Texas

Energy and Environment Reporting for Texas

Feds Pour Funds Into Texas’ Drinking Water

Photo by ADRIAN DENNIS/AFP/Getty Images

The EPA is giving more than $57 million to Texas to build and maintain safe drinking water supplies.

In our recent interview with Al Armendariz, the former regional administrator for the Environmental Protection Agency (now with the Sierra Club), he pointed out the role that the EPA plays in financing safe drinking water throughout the state.

“You know, the majority of water and wastewater plants throughout Texas and neighboring states have been funded or partially funded with federal financing that came through the EPA,” Armendariz said.

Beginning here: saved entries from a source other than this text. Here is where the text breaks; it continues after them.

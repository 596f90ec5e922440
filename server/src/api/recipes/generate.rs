use axum::{extract::State, http::StatusCode, response::IntoResponse, Json};
use serde::Deserialize;
use utoipa::ToSchema;

use tureen_core::ai::{draft_from_prompt, RecipeDraft};
use tureen_core::GenerateError;

use crate::api::ErrorResponse;
use crate::catalog::DieselCatalog;
use crate::SharedState;

#[derive(Debug, Clone, Deserialize, ToSchema)]
pub struct GenerateRecipeRequest {
    /// Free-form description of the dish to generate.
    pub prompt: String,
}

#[utoipa::path(
    post,
    path = "/api/recipes/generate",
    tag = "recipes",
    request_body = GenerateRecipeRequest,
    responses(
        (status = 200, description = "Generated recipe draft; not persisted", body = RecipeDraft),
        (status = 400, description = "Invalid request", body = ErrorResponse),
        (status = 502, description = "Generation failed", body = ErrorResponse),
        (status = 500, description = "Catalog unavailable", body = ErrorResponse)
    )
)]
pub async fn generate_recipe(
    State(state): State<SharedState>,
    Json(request): Json<GenerateRecipeRequest>,
) -> impl IntoResponse {
    if request.prompt.trim().is_empty() {
        return (
            StatusCode::BAD_REQUEST,
            Json(ErrorResponse {
                error: "Prompt cannot be empty".to_string(),
            }),
        )
            .into_response();
    }

    let catalog = DieselCatalog::new(state.pool.clone());

    match draft_from_prompt(state.llm.as_ref(), &catalog, &request.prompt).await {
        Ok(draft) => (StatusCode::OK, Json(draft)).into_response(),
        Err(GenerateError::Llm(err)) => {
            tracing::error!(error = %err, "LLM request failed");
            (
                StatusCode::BAD_GATEWAY,
                Json(ErrorResponse {
                    error: "Recipe generation failed".to_string(),
                }),
            )
                .into_response()
        }
        Err(GenerateError::Parse(message)) => {
            tracing::warn!(error = %message, "unparseable generation response");
            (
                StatusCode::BAD_GATEWAY,
                Json(ErrorResponse {
                    error: "Recipe generation returned an unusable response".to_string(),
                }),
            )
                .into_response()
        }
        Err(GenerateError::Catalog(err)) => {
            tracing::error!(error = %err, "catalog failed during draft resolution");
            (
                StatusCode::INTERNAL_SERVER_ERROR,
                Json(ErrorResponse {
                    error: "Catalog unavailable".to_string(),
                }),
            )
                .into_response()
        }
    }
}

Today the EPA announced they’re giving more than $57 million in grants to the Texas Water Development Board fund for drinking water. “The funds will be used by the state of Texas to provide loan assistance to eligible water systems for infrastructure improvements needed to ensure safe drinking water is available to Texas residents,” the agency says.

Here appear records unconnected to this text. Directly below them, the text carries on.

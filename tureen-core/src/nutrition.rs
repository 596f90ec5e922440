//! Whole-recipe nutrition aggregation.
//!
//! Sums per-line nutrient contributions using a three-bucket scaling
//! heuristic: lines measured in `"g"` or `"ml"` scale against the record's
//! per-100-unit values; everything else (pieces, unrecognized units) is
//! treated as a per-unit quantity. The record's own declared unit is
//! deliberately not consulted; the factor comes from the line's unit string
//! alone.

use crate::types::{NutritionTotals, ResolvedLine};

/// Per-line multiplier applied to the record's nutrient values.
///
/// Only the exact strings `"g"` and `"ml"` trigger the per-100 division; no
/// other spellings are recognized.
fn scale_factor(quantity: f64, unit: &str) -> f64 {
    if unit == "g" || unit == "ml" {
        quantity / 100.0
    } else {
        quantity
    }
}

/// Total calories, protein, carbs and fat across the given lines.
///
/// Accumulates in input order so floating-point rounding is reproducible for
/// identical input. Empty input yields all-zero totals; zero-quantity lines
/// contribute nothing. Quantities are not validated here; that belongs at
/// the request boundary.
pub fn recipe_totals(lines: &[ResolvedLine]) -> NutritionTotals {
    let mut totals = NutritionTotals::default();

    for line in lines {
        let factor = scale_factor(line.quantity, &line.unit);
        totals.calories += line.record.calories * factor;
        totals.protein += line.record.protein * factor;
        totals.carbs += line.record.carbohydrates * factor;
        totals.fat += line.record.fats * factor;
    }

    totals
}

#[cfg(test)]
mod tests {
    use super::*;
    use crate::types::{IngredientRecord, MeasurementUnit};
    use uuid::Uuid;

    fn record(
        name: &str,
        calories: f64,
        protein: f64,
        carbohydrates: f64,
        fats: f64,
        unit: MeasurementUnit,
    ) -> IngredientRecord {
        IngredientRecord {
            id: Uuid::new_v4(),
            name: name.to_string(),
            calories,
            protein,
            carbohydrates,
            fats,
            unit,
            category: "Test".to_string(),
        }
    }

    fn line(record: IngredientRecord, quantity: f64, unit: &str) -> ResolvedLine {
        ResolvedLine {
            record,
            quantity,
            unit: unit.to_string(),
        }
    }

    #[test]
    fn test_empty_input_is_all_zero() {
        assert_eq!(recipe_totals(&[]), NutritionTotals::default());
    }

    #[test]
    fn test_gram_lines_scale_per_100() {
        let chicken = record("Chicken Breast", 165.0, 31.0, 0.0, 3.6, MeasurementUnit::Gram);
        let totals = recipe_totals(&[line(chicken, 200.0, "g")]);
        assert_eq!(totals.calories, 330.0);
        assert_eq!(totals.protein, 62.0);
    }

    #[test]
    fn test_piece_lines_are_per_unit() {
        let egg = record("Large Egg", 78.0, 6.3, 0.6, 5.3, MeasurementUnit::Piece);
        let totals = recipe_totals(&[line(egg, 3.0, "piece")]);
        assert_eq!(totals.calories, 234.0);
    }

    #[test]
    fn test_unrecognized_unit_is_per_unit() {
        // "G", "grams", "cup": anything that is not exactly "g" or "ml"
        // skips the per-100 division.
        let chicken = record("Chicken Breast", 165.0, 31.0, 0.0, 3.6, MeasurementUnit::Gram);
        let totals = recipe_totals(&[line(chicken, 2.0, "G")]);
        assert_eq!(totals.calories, 330.0);
    }

    #[test]
    fn test_line_unit_overrides_record_unit() {
        // The record declares per-piece values, but the line says "g": the
        // factor still comes from the line's unit string alone.
        let egg = record("Large Egg", 78.0, 6.3, 0.6, 5.3, MeasurementUnit::Piece);
        let totals = recipe_totals(&[line(egg, 100.0, "g")]);
        assert_eq!(totals.calories, 78.0);
    }

    #[test]
    fn test_mixed_line_aggregation() {
        let lines = vec![
            line(
                record("Chicken Breast", 165.0, 31.0, 0.0, 3.6, MeasurementUnit::Gram),
                150.0,
                "g",
            ),
            line(
                record("Broccoli", 34.0, 2.8, 7.0, 0.4, MeasurementUnit::Gram),
                100.0,
                "g",
            ),
            line(
                record("Large Egg", 78.0, 6.3, 0.6, 5.3, MeasurementUnit::Piece),
                2.0,
                "piece",
            ),
            line(
                record("Milk (Whole)", 61.0, 3.2, 4.8, 3.3, MeasurementUnit::Milliliter),
                200.0,
                "ml",
            ),
        ];

        let totals = recipe_totals(&lines);
        assert!((totals.calories - 559.5).abs() / 559.5 < 0.01, "calories were {}", totals.calories);
        assert!((totals.protein - 68.3).abs() / 68.3 < 0.01, "protein was {}", totals.protein);
    }

    #[test]
    fn test_zero_quantity_contributes_nothing() {
        let butter = record("Butter", 717.0, 0.9, 0.1, 81.0, MeasurementUnit::Gram);
        for unit in ["g", "ml", "piece", "cup"] {
            let totals = recipe_totals(&[line(butter.clone(), 0.0, unit)]);
            assert_eq!(totals, NutritionTotals::default());
        }
    }

    #[test]
    fn test_negative_quantity_propagates() {
        let chicken = record("Chicken Breast", 165.0, 31.0, 0.0, 3.6, MeasurementUnit::Gram);
        let totals = recipe_totals(&[line(chicken, -100.0, "g")]);
        assert_eq!(totals.calories, -165.0);
    }

    #[test]
    fn test_accumulation_is_in_input_order() {
        let a = record("A", 0.1, 0.0, 0.0, 0.0, MeasurementUnit::Gram);
        let b = record("B", 0.2, 0.0, 0.0, 0.0, MeasurementUnit::Gram);
        let forward = recipe_totals(&[line(a.clone(), 100.0, "g"), line(b.clone(), 100.0, "g")]);
        let repeat = recipe_totals(&[line(a, 100.0, "g"), line(b, 100.0, "g")]);
        // Identical input order gives bit-identical results.
        assert_eq!(forward.calories.to_bits(), repeat.calories.to_bits());
    }
}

It works like this: public water systems get low-cost loans and financial assistance to build or maintain their infrastructure for safe drinking water.

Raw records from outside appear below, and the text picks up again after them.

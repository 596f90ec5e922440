pub mod create;
pub mod delete;
pub mod generate;
pub mod get;
pub mod list;
pub mod update;

use std::collections::HashMap;

use axum::routing::{get, post};
use axum::Router;
use diesel::prelude::*;
use serde::Deserialize;
use utoipa::{OpenApi, ToSchema};
use uuid::Uuid;

use tureen_core::{IngredientRecord, ResolvedLine};

use crate::models::IngredientRow;
use crate::schema::ingredients;
use crate::SharedState;

/// Returns the router for /api/recipes endpoints (mounted at /api/recipes)
pub fn router() -> Router<SharedState> {
    Router::new()
        .route("/", get(list::list_recipes).post(create::create_recipe))
        .route("/generate", post(generate::generate_recipe))
        .route(
            "/{id}",
            get(get::get_recipe)
                .put(update::update_recipe)
                .delete(delete::delete_recipe),
        )
}

#[derive(OpenApi)]
#[openapi(
    paths(
        list::list_recipes,
        create::create_recipe,
        get::get_recipe,
        update::update_recipe,
        delete::delete_recipe,
        generate::generate_recipe,
    ),
    components(schemas(
        RecipeLineRequest,
        RecipeStepRequest,
        list::ListRecipesResponse,
        list::RecipeSummary,
        create::CreateRecipeRequest,
        create::CreateRecipeResponse,
        get::RecipeResponse,
        get::RecipeLine,
        get::RecipeStep,
        update::UpdateRecipeRequest,
        update::UpdateRecipeResponse,
        generate::GenerateRecipeRequest,
        tureen_core::ai::RecipeDraft,
    ))
)]
pub struct ApiDoc;

/// One ingredient line as submitted by a client. The id must reference an
/// existing catalog entry; the unit is free-form and drives scaling on its
/// own (only "g" and "ml" are treated as per-100 bases).
#[derive(Debug, Clone, Deserialize, ToSchema)]
pub struct RecipeLineRequest {
    pub ingredient_id: Uuid,
    pub quantity: f64,
    pub unit: String,
}

#[derive(Debug, Clone, Deserialize, ToSchema)]
pub struct RecipeStepRequest {
    pub instruction: String,
    pub notes: Option<String>,
}

pub(crate) enum LineError {
    InvalidQuantity(usize),
    MissingIngredient(Uuid),
    Storage(String),
}

/// Load the catalog records behind a set of submitted lines and pair each
/// line with its record, preserving submission order. Duplicate ids are
/// fine; any unknown id fails the whole batch.
pub(crate) fn load_lines(
    conn: &mut PgConnection,
    lines: &[RecipeLineRequest],
) -> Result<Vec<ResolvedLine>, LineError> {
    for (index, line) in lines.iter().enumerate() {
        if !line.quantity.is_finite() || line.quantity < 0.0 {
            return Err(LineError::InvalidQuantity(index));
        }
    }

    let ids: Vec<Uuid> = lines.iter().map(|line| line.ingredient_id).collect();

    let rows: Vec<IngredientRow> = ingredients::table
        .filter(ingredients::id.eq_any(&ids))
        .select(IngredientRow::as_select())
        .load(conn)
        .map_err(|err| LineError::Storage(err.to_string()))?;

    let mut by_id: HashMap<Uuid, IngredientRecord> = HashMap::with_capacity(rows.len());
    for row in rows {
        let record = row
            .into_record()
            .map_err(|err| LineError::Storage(err.to_string()))?;
        by_id.insert(record.id, record);
    }

    lines
        .iter()
        .map(|line| {
            let record = by_id
                .get(&line.ingredient_id)
                .cloned()
                .ok_or(LineError::MissingIngredient(line.ingredient_id))?;
            Ok(ResolvedLine {
                record,
                quantity: line.quantity,
                unit: line.unit.clone(),
            })
        })
        .collect()
}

“The program helps to ensure that the nation’s drinking water supplies remain safe and affordable, and that public water systems that receive funding are properly operated and maintained,” the agency says in their announcement.

Region 6 of the EPA (which includes Texas and some neighboring states) has also made the same grants recently to Louisiana ($16.9 million), Oklahoma ($11 million) and New Mexico ($600,000), as well as several Indian tribes.